**TASK GOAL:** Every line below that contains the word "states" must be copied.

**RECORDS FOR THE EXERCISE:**
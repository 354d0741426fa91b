//! Battle session state machine
//!
//! Initializing -> PlayerTurn <-> Animating <-> EnemyTurn -> {Victory | Defeat | Fled}
//!
//! `submit` processes one player action to completion: the action itself,
//! then every enemy turn and status tick it cascades into, until control is
//! back with the player or the battle is over. Presentation events are
//! queued on the log while this runs; the async runner drains them.

use std::collections::BTreeMap;

use rand::{Rng, SeedableRng};
use rand_chacha::ChaCha8Rng;
use serde::{Deserialize, Serialize};

use crate::battle::ability::{AbilityEffect, SpecialAbility};
use crate::battle::actions::{AttackStance, EnemyAction, ItemKind, PlayerAction};
use crate::battle::ai::{BattleAI, DecisionContext, FairnessTracker, InstinctAi, PlayerStrategy, ThreatLevel};
use crate::battle::catalog::EnemyDefinition;
use crate::battle::combatant::Combatant;
use crate::battle::constants::SELF_HEAL_HP_THRESHOLD;
use crate::battle::log::{AnimationKind, BattleLog, LogKind, PresentationEvent};
use crate::battle::outcome::{Loot, LootTable, OutcomeResolver};
use crate::battle::resolution::{
    mitigate_armor, resolve_gauge, resolve_heal, resolve_hit, resolve_status, scale, Hit,
};
use crate::battle::status::{tick_start_of_turn, Affliction, SkipReason, StatusKind, TickReport};
use crate::core::config::{BattleConfig, FleeConfig};
use crate::core::error::{ArenaError, Result};
use crate::core::types::{GaugeKind, ItemId, SessionId, Side, Tier, Turn};
use crate::ports::memory::{BehaviorProfile, BehaviorTally};
use crate::ports::progression::ProgressionRecord;

/// Battle states
#[derive(Debug, Clone, Copy, PartialEq, Eq, Hash, Default, Serialize, Deserialize)]
pub enum BattleState {
    #[default]
    Initializing,
    PlayerTurn,
    /// Transient while an action's effects are applied and narrated
    Animating,
    EnemyTurn,
    Victory,
    Defeat,
    Fled,
}

impl BattleState {
    /// Terminal states are absorbing
    pub fn is_terminal(self) -> bool {
        matches!(self, Self::Victory | Self::Defeat | Self::Fled)
    }
}

/// Flee success chance against an enemy of `tier`
pub fn flee_chance(config: &FleeConfig, tier: Tier) -> f64 {
    (config.base_chance - tier.value() as f64 * config.per_tier)
        .max(config.floor)
        .clamp(0.0, 1.0)
}

/// One encounter between the player and a single enemy
pub struct BattleSession {
    id: SessionId,
    config: BattleConfig,
    player: Combatant,
    enemy: Combatant,
    loot_table: Option<LootTable>,
    inventory: BTreeMap<ItemId, u32>,
    state: BattleState,
    turn_count: Turn,
    enemy_turns: u32,
    /// Enemy turns that reached a decision; frozen or skipped turns don't count
    enemy_actions: u32,
    /// Player lost a turn since their last action
    player_skipped: bool,
    log: BattleLog,
    fairness: FairnessTracker,
    strategy: PlayerStrategy,
    tally: BehaviorTally,
    ai: Box<dyn BattleAI>,
    outcome: OutcomeResolver,
    rng: ChaCha8Rng,
}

**SOLUTION TO THE PROBLEM:**
/// Battle states
    /// Terminal states are absorbing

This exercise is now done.